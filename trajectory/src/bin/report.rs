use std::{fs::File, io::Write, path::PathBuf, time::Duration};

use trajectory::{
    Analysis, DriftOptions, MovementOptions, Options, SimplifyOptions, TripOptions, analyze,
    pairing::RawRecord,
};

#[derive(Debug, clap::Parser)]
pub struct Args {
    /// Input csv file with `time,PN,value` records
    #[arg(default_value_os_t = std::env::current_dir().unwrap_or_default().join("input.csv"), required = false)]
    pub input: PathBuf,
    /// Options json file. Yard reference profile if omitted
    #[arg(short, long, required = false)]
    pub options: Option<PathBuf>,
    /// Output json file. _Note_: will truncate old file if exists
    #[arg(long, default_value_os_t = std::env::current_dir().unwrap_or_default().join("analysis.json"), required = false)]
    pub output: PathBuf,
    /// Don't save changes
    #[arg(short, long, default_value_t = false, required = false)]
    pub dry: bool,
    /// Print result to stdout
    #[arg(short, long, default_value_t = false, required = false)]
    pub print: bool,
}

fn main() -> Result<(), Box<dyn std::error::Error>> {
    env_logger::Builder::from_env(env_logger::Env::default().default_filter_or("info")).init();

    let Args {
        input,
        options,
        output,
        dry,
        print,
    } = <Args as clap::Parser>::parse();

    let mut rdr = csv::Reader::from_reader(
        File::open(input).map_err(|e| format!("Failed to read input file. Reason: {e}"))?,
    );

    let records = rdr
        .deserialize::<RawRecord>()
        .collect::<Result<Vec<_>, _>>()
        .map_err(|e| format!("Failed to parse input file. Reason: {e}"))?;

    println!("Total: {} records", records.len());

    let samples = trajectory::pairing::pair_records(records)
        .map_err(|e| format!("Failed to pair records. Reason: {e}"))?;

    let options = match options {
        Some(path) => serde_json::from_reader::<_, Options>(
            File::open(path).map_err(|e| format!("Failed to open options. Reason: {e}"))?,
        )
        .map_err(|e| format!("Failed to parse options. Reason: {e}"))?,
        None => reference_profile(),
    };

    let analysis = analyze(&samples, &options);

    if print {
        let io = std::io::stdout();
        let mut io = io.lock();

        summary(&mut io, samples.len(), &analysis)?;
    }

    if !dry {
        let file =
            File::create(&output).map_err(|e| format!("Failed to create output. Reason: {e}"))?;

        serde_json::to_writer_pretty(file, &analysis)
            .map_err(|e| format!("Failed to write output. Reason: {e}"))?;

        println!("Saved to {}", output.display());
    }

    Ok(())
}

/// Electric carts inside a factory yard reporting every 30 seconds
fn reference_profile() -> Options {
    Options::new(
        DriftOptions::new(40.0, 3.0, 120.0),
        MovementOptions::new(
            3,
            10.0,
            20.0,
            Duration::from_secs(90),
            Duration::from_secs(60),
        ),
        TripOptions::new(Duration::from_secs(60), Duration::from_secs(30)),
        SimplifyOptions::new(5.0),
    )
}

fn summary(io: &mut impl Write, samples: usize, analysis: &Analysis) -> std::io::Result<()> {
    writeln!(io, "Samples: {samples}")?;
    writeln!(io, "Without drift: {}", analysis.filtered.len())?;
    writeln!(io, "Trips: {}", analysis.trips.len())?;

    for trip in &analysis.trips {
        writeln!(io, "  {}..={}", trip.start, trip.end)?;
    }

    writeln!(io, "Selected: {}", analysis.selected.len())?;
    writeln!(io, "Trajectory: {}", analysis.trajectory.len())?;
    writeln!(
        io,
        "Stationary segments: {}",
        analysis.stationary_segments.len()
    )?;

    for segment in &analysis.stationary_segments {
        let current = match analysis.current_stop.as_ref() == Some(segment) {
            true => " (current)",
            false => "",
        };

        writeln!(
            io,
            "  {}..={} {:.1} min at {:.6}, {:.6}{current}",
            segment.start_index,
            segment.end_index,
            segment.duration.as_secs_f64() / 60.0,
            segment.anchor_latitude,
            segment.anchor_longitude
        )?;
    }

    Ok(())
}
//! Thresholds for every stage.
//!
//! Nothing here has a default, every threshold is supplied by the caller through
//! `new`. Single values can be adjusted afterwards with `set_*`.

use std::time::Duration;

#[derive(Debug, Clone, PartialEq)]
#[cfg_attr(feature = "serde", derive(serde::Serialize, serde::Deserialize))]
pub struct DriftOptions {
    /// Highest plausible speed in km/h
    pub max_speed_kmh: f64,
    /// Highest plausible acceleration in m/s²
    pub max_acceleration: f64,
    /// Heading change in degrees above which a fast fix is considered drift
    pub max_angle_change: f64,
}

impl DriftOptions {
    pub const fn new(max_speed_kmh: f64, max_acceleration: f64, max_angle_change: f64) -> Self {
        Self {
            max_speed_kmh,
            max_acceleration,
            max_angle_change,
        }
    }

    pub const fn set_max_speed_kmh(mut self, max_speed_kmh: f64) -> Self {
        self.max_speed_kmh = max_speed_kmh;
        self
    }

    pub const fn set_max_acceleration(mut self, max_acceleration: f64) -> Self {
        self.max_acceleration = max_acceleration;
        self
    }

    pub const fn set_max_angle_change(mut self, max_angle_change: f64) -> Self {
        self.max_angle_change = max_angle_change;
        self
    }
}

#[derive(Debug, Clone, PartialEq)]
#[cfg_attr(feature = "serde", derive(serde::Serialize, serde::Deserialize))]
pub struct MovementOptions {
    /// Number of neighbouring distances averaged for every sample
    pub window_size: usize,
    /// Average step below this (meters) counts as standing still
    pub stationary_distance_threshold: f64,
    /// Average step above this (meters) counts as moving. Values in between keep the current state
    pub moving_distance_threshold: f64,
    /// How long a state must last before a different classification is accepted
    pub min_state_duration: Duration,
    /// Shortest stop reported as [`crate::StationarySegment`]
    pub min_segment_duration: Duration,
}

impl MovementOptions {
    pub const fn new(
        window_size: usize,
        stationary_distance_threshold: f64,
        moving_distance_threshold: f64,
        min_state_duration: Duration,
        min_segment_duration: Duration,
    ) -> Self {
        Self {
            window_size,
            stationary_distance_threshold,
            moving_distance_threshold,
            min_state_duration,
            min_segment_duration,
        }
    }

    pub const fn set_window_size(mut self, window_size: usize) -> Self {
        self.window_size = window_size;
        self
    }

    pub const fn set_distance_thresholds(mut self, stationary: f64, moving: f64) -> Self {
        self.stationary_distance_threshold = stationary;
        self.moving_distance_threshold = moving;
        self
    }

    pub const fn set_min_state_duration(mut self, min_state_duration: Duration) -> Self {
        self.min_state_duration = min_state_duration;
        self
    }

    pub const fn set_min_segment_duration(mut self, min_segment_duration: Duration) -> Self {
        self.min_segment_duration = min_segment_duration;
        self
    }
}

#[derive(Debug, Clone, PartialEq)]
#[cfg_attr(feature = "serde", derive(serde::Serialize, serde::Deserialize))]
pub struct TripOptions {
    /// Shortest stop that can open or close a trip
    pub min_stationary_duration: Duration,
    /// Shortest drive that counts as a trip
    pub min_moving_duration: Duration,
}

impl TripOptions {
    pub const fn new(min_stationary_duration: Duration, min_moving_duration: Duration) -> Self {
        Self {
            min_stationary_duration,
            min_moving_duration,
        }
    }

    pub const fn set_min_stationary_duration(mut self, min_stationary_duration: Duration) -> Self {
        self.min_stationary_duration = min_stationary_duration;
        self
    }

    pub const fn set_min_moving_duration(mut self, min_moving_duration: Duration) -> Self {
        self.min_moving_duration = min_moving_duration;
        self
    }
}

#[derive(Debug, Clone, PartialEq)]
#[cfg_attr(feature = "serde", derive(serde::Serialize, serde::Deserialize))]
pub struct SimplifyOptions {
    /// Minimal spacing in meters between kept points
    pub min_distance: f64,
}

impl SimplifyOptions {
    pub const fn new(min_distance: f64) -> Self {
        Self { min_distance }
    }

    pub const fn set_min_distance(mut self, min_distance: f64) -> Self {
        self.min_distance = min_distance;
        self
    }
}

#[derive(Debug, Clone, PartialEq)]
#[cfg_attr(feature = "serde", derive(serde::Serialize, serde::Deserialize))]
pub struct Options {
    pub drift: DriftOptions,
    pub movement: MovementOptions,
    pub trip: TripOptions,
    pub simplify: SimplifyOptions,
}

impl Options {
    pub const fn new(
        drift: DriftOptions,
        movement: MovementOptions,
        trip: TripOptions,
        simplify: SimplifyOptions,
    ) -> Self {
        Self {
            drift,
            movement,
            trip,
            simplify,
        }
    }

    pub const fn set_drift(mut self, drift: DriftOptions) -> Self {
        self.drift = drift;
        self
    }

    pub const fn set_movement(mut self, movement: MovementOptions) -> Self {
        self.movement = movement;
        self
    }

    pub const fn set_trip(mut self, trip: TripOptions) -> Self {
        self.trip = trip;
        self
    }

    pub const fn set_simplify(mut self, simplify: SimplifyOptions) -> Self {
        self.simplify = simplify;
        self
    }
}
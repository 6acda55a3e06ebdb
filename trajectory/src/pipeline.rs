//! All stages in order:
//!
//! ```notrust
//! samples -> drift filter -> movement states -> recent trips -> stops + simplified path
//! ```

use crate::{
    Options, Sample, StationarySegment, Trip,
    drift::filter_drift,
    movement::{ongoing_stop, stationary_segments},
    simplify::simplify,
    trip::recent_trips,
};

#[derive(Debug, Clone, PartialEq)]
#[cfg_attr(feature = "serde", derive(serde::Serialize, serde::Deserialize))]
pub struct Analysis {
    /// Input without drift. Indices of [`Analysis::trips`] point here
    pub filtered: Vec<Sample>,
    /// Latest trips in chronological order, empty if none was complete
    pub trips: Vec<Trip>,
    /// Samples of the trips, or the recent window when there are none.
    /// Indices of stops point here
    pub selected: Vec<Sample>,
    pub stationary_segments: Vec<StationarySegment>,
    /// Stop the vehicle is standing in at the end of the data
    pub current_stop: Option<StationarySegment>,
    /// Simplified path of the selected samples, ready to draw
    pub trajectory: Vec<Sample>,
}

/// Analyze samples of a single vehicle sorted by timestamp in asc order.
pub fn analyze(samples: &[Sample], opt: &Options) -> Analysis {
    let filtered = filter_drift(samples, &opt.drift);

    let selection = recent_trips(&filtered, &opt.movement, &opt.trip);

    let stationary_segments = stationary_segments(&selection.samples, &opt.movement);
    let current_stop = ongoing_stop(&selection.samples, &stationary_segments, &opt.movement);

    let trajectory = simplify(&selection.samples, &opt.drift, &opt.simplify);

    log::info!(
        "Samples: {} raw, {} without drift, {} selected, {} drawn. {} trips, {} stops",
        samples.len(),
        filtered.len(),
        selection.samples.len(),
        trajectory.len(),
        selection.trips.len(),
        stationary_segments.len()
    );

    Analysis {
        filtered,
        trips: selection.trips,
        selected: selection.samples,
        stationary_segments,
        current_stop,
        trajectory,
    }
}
* * * * *
== Directions ==
The lines to return are those holding the string "Indices" anywhere in the listing above.

== Output below ==
    /// Input without drift. Indices of [`Analysis::trips`] point here
    /// Indices of stops point here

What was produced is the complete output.